Company Principal and Founder Joe Schappler says the 3D printer is accurate to 4,000th of an inch, the same or better than production level tolerances. That accuracy leads to a better, more exact final product. “We like to show that when it leaves our facility, it’s ready to go,” Schappler says. That accuracy, combined with a quick turnaround, allows for a more interactive process with clients, he says, and a better result, as tweaks do not require long waiting periods.
Helix now has eight employees and one 3D printer, but Schappler says the technology is moving quickly and opening new opportunities, and he expects to buy a few smaller machines in the next few years. Right now, 3D printing makes up about 25 percent of his business with consulting accounting for the rest.
Timing is Critical
While 3D printing is on the rise, it has not been a boon for everyone. The market does involve some timing. Prototek Precision Machining in Hooksett invested $520,000 in three 3D printers in 2008 to create plastic prototypes. The problem was the technology was new at that time and it was hard convincing clients to get on board.
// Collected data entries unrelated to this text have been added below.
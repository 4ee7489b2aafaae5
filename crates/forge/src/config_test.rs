use approx::assert_relative_eq;
use planetary::CompositionClass;
use stellar::SpectralType;

use crate::config::GeneratorConfig;
use crate::error::GenerationError;

#[test]
fn test_defaults() {
    let config = GeneratorConfig::default();
    assert!(config.validate().is_ok());

    assert_eq!(config.spectral_classes.len(), 7);
    assert_eq!(config.first_orbit_au, 0.3);
    assert_eq!(config.orbit_gap_au, (0.2, 1.5));
    assert_eq!(config.orbit_threshold_au, 2.0);
    assert_eq!(config.max_satellite_depth, 5);
    assert_eq!(config.satellite_means.mean(CompositionClass::Gas), 3.0);
    assert_eq!(config.satellite_means.mean(CompositionClass::Moon), 0.0);
    assert_eq!(config.sub_planets.max_count, 3);
    assert_eq!(config.sub_planets.mass_threshold, 100.0);
    assert_relative_eq!(config.moon_orbit_au.0, 5.0 / 215.0);
    assert_relative_eq!(config.moon_orbit_au.1, 60.0 / 215.0);
}

#[test]
fn test_partial_toml_overrides_only_named_keys() {
    let source = r#"
        max_satellite_depth = 2
        orbit_gap_au = [0.1, 0.4]
        spectral_classes = ["G", "K"]

        [satellite_means]
        gas = 4.5

        [sub_planets]
        max_count = 1
    "#;
    let config = GeneratorConfig::from_toml_str(source).unwrap();

    assert_eq!(config.max_satellite_depth, 2);
    assert_eq!(config.orbit_gap_au, (0.1, 0.4));
    assert_eq!(config.spectral_classes, vec![SpectralType::G, SpectralType::K]);
    assert_eq!(config.satellite_means.gas, 4.5);
    assert_eq!(config.satellite_means.ice, 2.0);
    assert_eq!(config.sub_planets.max_count, 1);
    assert_eq!(config.sub_planets.mass_threshold, 100.0);
    assert_eq!(config.inner_weights, vec![0.8, 0.2]);
}

#[test]
fn test_empty_toml_is_default() {
    let config = GeneratorConfig::from_toml_str("").unwrap();
    assert_eq!(config, GeneratorConfig::default());
}

#[test]
fn test_toml_parse_errors() {
    assert!(matches!(
        GeneratorConfig::from_toml_str("max_satellite_depth = "),
        Err(GenerationError::ConfigParse(_))
    ));
    assert!(matches!(
        GeneratorConfig::from_toml_str(r#"inner_classes = ["Plasma"]"#),
        Err(GenerationError::ConfigParse(_))
    ));
}

#[test]
fn test_missing_file() {
    let result = GeneratorConfig::from_toml_file("/definitely/not/here/generator.toml");
    assert!(matches!(result, Err(GenerationError::ConfigRead(_))));
}

#[test]
fn test_validate_rejects_bad_values() {
    let field_of = |config: GeneratorConfig| match config.validate() {
        Err(GenerationError::InvalidConfig { field, .. }) => field,
        other => panic!("expected InvalidConfig, got {:?}", other),
    };

    let mut config = GeneratorConfig::default();
    config.orbit_gap_au = (1.5, 0.2);
    assert_eq!(field_of(config), "orbit_gap_au");

    let mut config = GeneratorConfig::default();
    config.satellite_means.rock = -1.0;
    assert_eq!(field_of(config), "satellite_means");

    let mut config = GeneratorConfig::default();
    config.inner_weights = vec![1.0];
    assert_eq!(field_of(config), "inner_weights");

    let mut config = GeneratorConfig::default();
    config.outer_weights = vec![0.0, 0.0, 0.0];
    assert_eq!(field_of(config), "outer_weights");

    let mut config = GeneratorConfig::default();
    config.spectral_classes.clear();
    assert_eq!(field_of(config), "spectral_classes");

    let mut config = GeneratorConfig::default();
    config.sub_planets.max_count = 0;
    assert_eq!(field_of(config), "sub_planets.max_count");

    let mut config = GeneratorConfig::default();
    config.first_orbit_au = f64::NAN;
    assert_eq!(field_of(config), "first_orbit_au");
}

#[test]
fn test_degenerate_range_is_allowed() {
    let mut config = GeneratorConfig::default();
    config.moon_orbit_au = (0.1, 0.1);
    assert!(config.validate().is_ok());
}

#[test]
fn test_restrict_spectral_classes() {
    let mut config = GeneratorConfig::default();
    config.restrict_spectral_classes(["M", "K"]).unwrap();
    assert_eq!(config.spectral_classes, vec![SpectralType::M, SpectralType::K]);

    let err = config.restrict_spectral_classes(["G", "X"]).unwrap_err();
    assert!(matches!(err, GenerationError::InvalidCategory(_)));
    // unchanged on failure
    assert_eq!(config.spectral_classes, vec![SpectralType::M, SpectralType::K]);
}
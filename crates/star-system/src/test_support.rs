//! Small hand-built systems shared by the unit tests.

use orbits::Vec3;
use planetary::{CompositionClass, OrbitContext, PlanetaryBody};
use rand::SeedableRng;
use rand_chacha::ChaChaRng;
use stellar::{SpectralType, sample_star};
use units::Length;

use crate::body::{BodyId, BodyKind, CelestialBody, Ship};
use crate::system::StarSystem;

/// `name` star with one Rock planet at 1 AU (one moon) and one Gas planet at 5 AU.
pub fn sample_system(id: u64, name: &str) -> StarSystem {
    let mut rng = ChaChaRng::seed_from_u64(id);
    let star_id = BodyId(id * 10);
    let mut star = CelestialBody::new(
        star_id,
        format!("G-{name}"),
        Length::zero(),
        None,
        BodyKind::Star(sample_star(&mut rng, SpectralType::G)),
    );

    let rock_id = star_id.child(10, 1).unwrap();
    let mut rock = CelestialBody::new(
        rock_id,
        format!("{name}-I"),
        Length::from_au(1.0),
        Some(star_id),
        BodyKind::Planet(PlanetaryBody::sample(
            &mut rng,
            CompositionClass::Rock,
            OrbitContext::Primary {
                orbit_radius: Length::from_au(1.0),
            },
        )),
    );
    let moon_radius = Length::from_au(0.1);
    rock.bound.push(CelestialBody::new(
        rock_id.child(10, 1).unwrap(),
        format!("{name}-I-I"),
        moon_radius,
        Some(rock_id),
        BodyKind::Moon(PlanetaryBody::sample(
            &mut rng,
            CompositionClass::Moon,
            OrbitContext::Satellite {
                orbit_radius: moon_radius,
                parent_radius: Some(1.0),
            },
        )),
    ));

    let gas = CelestialBody::new(
        star_id.child(10, 2).unwrap(),
        format!("{name}-II"),
        Length::from_au(5.0),
        Some(star_id),
        BodyKind::Planet(PlanetaryBody::sample(
            &mut rng,
            CompositionClass::Gas,
            OrbitContext::Primary {
                orbit_radius: Length::from_au(5.0),
            },
        )),
    );

    star.bound.push(rock);
    star.bound.push(gas);
    StarSystem::new(id, name, Vec3::new(0.5, 0.5, 0.5), star)
}

pub fn sample_ship(name: &str) -> CelestialBody {
    CelestialBody::ship(
        BodyId(9_000),
        name,
        Ship {
            owner: "Ada".to_string(),
            class_label: "corvette".to_string(),
            owner_color: 199,
        },
    )
}
use planetary::{CompositionClass, OrbitContext, PlanetaryBody, roman_numeral};
use rand::SeedableRng;
use rand_chacha::ChaChaRng;
use star_system::{BodyId, BodyKind, CelestialBody};
use units::Length;

use crate::config::GeneratorConfig;
use crate::moon_generation::{attach_satellites, attach_sub_planets, qualifies_for_sub_planets};

fn planet(rng: &mut ChaChaRng, class: CompositionClass) -> CelestialBody {
    let orbit_radius = Length::from_au(5.0);
    let body = PlanetaryBody::sample(rng, class, OrbitContext::Primary { orbit_radius });
    CelestialBody::new(
        BodyId(101),
        "TST-0001-I",
        orbit_radius,
        Some(BodyId(10)),
        BodyKind::Planet(body),
    )
}

/// A gas giant above the default sub-planet threshold, and the stream after it.
fn heavy_gas_giant(seed: u64) -> (CelestialBody, ChaChaRng) {
    let mut rng = ChaChaRng::seed_from_u64(seed);
    loop {
        let candidate = planet(&mut rng, CompositionClass::Gas);
        if candidate.planetary().unwrap().attributes.mass > 100.0 {
            return (candidate, rng);
        }
    }
}

#[test]
fn test_above_ceiling_draws_nothing() {
    let config = GeneratorConfig::default();
    let mut rng = ChaChaRng::seed_from_u64(1);
    let mut giant = planet(&mut rng, CompositionClass::Gas);

    let before = rng.clone();
    attach_satellites(&mut rng, &config, &mut giant, config.max_satellite_depth + 1);
    assert!(giant.bound.is_empty());
    assert_eq!(rng, before);
}

#[test]
fn test_satellite_names_and_orbits() {
    let mut config = GeneratorConfig::default();
    config.satellite_means.gas = 6.0;

    let mut rng = ChaChaRng::seed_from_u64(3);
    let mut giant = planet(&mut rng, CompositionClass::Gas);
    attach_satellites(&mut rng, &config, &mut giant, 1);
    assert!(!giant.bound.is_empty());

    let (min, max) = config.moon_orbit_au;
    for (i, moon) in giant.bound.iter().enumerate() {
        assert_eq!(moon.name, format!("TST-0001-I-{}", roman_numeral(i + 1)));
        assert_eq!(moon.composition_class(), Some(CompositionClass::Moon));
        assert_eq!(moon.parent, Some(BodyId(101)));
        let r = moon.orbit_radius.to_au();
        assert!(r >= min && r <= max);
    }
}

#[test]
fn test_default_moons_have_no_satellites() {
    let config = GeneratorConfig::default();
    let mut rng = ChaChaRng::seed_from_u64(5);
    for _ in 0..20 {
        let mut giant = planet(&mut rng, CompositionClass::Gas);
        attach_satellites(&mut rng, &config, &mut giant, 1);
        assert!(giant.bound.iter().all(|moon| moon.bound.is_empty()));
    }
}

#[test]
fn test_ships_and_stars_get_no_satellites() {
    let config = GeneratorConfig::default();
    let mut rng = ChaChaRng::seed_from_u64(5);
    let mut ship = CelestialBody::ship(BodyId(1), "Rocinante", Default::default());
    attach_satellites(&mut rng, &config, &mut ship, 1);
    assert!(ship.bound.is_empty());
}

#[test]
fn test_heavy_gas_giant_gets_sub_planets() {
    let config = GeneratorConfig::default();
    for seed in 0..30 {
        let (mut giant, mut rng) = heavy_gas_giant(seed);
        attach_satellites(&mut rng, &config, &mut giant, 1);
        let satellites = giant.bound.len();

        assert!(qualifies_for_sub_planets(&config, &giant));
        let added = attach_sub_planets(&mut rng, &config, &mut giant);
        assert!((1..=config.sub_planets.max_count).contains(&added));
        assert_eq!(giant.bound.len(), satellites + added);

        let (min, max) = config.sub_planets.orbit_au;
        for (j, sub) in giant.bound[satellites..].iter().enumerate() {
            assert!(matches!(sub.kind, BodyKind::Planet(_)));
            assert_eq!(sub.composition_class(), Some(CompositionClass::Rock));
            assert_eq!(sub.name, format!("TST-0001-I-{}", roman_numeral(satellites + j + 1)));
            let r = sub.orbit_radius.to_au();
            assert!(r >= min && r <= max);
            // satellites start one level deeper than the planet's own
            assert!(sub.satellite_depth() < config.max_satellite_depth);
        }
    }
}

#[test]
fn test_sub_planet_gate() {
    let mut config = GeneratorConfig::default();
    let mut rng = ChaChaRng::seed_from_u64(11);

    let mut rock = planet(&mut rng, CompositionClass::Rock);
    assert_eq!(attach_sub_planets(&mut rng, &config, &mut rock), 0);
    assert!(rock.bound.is_empty());

    let (mut giant, mut rng) = heavy_gas_giant(2);
    config.sub_planets.mass_threshold = f64::INFINITY;
    assert!(!qualifies_for_sub_planets(&config, &giant));
    assert_eq!(attach_sub_planets(&mut rng, &config, &mut giant), 0);
}

#[test]
fn test_sub_planet_count_respects_max() {
    let mut config = GeneratorConfig::default();
    config.sub_planets.max_count = 1;
    for seed in 0..10 {
        let (mut giant, mut rng) = heavy_gas_giant(seed);
        assert_eq!(attach_sub_planets(&mut rng, &config, &mut giant), 1);
    }
}
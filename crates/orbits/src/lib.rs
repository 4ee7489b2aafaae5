//! Orbital kinematics for display and animation.
//!
//! An [`Orbit`] is a fixed ellipse with its focus at the parent body, tilted
//! by three rotation angles. Time is expressed as a phase: `age` is the
//! fraction of one orbital period elapsed, so every body is periodic with
//! period 1 regardless of its size.
//!
//! [`OrbitalSystem`] is the serialized tree of such orbits. Absolute
//! positions are composed recursively: a satellite's position is its parent's
//! absolute position plus its own orbit-relative position.

pub mod ellipse;
pub mod error;
pub mod tree;
pub mod vector;


pub use ellipse::{MIN_RADIUS, Orbit};
pub use error::OrbitError;
pub use tree::{BodyPosition, OrbitNode, OrbitTrace, OrbitalSystem};
pub use vector::{AngleUnit, Vec3, VectorAngle};
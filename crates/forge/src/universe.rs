//! Universe generation

use orbits::Vec3;
use rand::{Rng, SeedableRng};
use rand_chacha::ChaChaRng;
use star_system::Universe;
use tracing::debug;

use crate::config::GeneratorConfig;
use crate::error::GenerationError;
use crate::generation::generate_system;
use crate::sampling::sample_count;

/// Generate `n_systems` uniquely named systems from one seed.
///
/// Per system the universe stream draws a name, a planet count
/// (`max(1, Poisson(lambda))`), a position in the unit cube and a private
/// seed for the system's own stream. System ids run from 1.
pub fn generate_universe(
    config: &GeneratorConfig,
    n_systems: usize,
    lambda: f64,
    seed: u64,
) -> Result<Universe, GenerationError> {
    if !(lambda.is_finite() && lambda >= 0.0) {
        return Err(GenerationError::invalid(
            "lambda",
            format!("planet-count mean must be a non-negative number, got {}", lambda),
        ));
    }
    config.validate()?;

    let mut rng = ChaChaRng::seed_from_u64(seed);
    let mut universe = Universe::new();

    for index in 0..n_systems {
        let name = universe.unused_name(&mut rng);
        let n_planets = sample_count(&mut rng, lambda).max(1);
        let position = Vec3::new(rng.random(), rng.random(), rng.random());
        let mut system_rng = ChaChaRng::seed_from_u64(rng.random());

        let mut system = generate_system(config, index as u64 + 1, &name, n_planets, &mut system_rng)?;
        system.position = position;
        universe.insert(system);
    }

    debug!(systems = universe.len(), seed, "generated universe");
    Ok(universe)
}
The company ended up selling those machines and returning to its core business, rapid prototyping (within a day) machined from steel. “I tried to tap into it to reclaim my turf and lost,” says Bruce Isabelle, who retired as CEO in January. (His wife now runs the business.) “If I had waited until 2010, who knows what would have happened.” As with most technologies, costs are dropping. In 2008, when Isabelle bought the 3D printers, the plastic used to print cost about $6,000 for a 10-inch cube. Now, Schappler pays $1,200 for the plastic for his printer.
Isabelle says speed is important, but he claims printers can’t match the precision sheet metal machining his firm provides. Isabelle says while 3D printing dominates plastic prototypes, when it comes to metal, “I can’t see how it would ever trump a machine center.”
Only time will reveal that. “The next five years will be telling,” says Mersereau of JAM Mechanical Advantage. “The market has changed tremendously in recent years. I see it as a window of opportunity to me. It will become more prevalent in manufacturing.”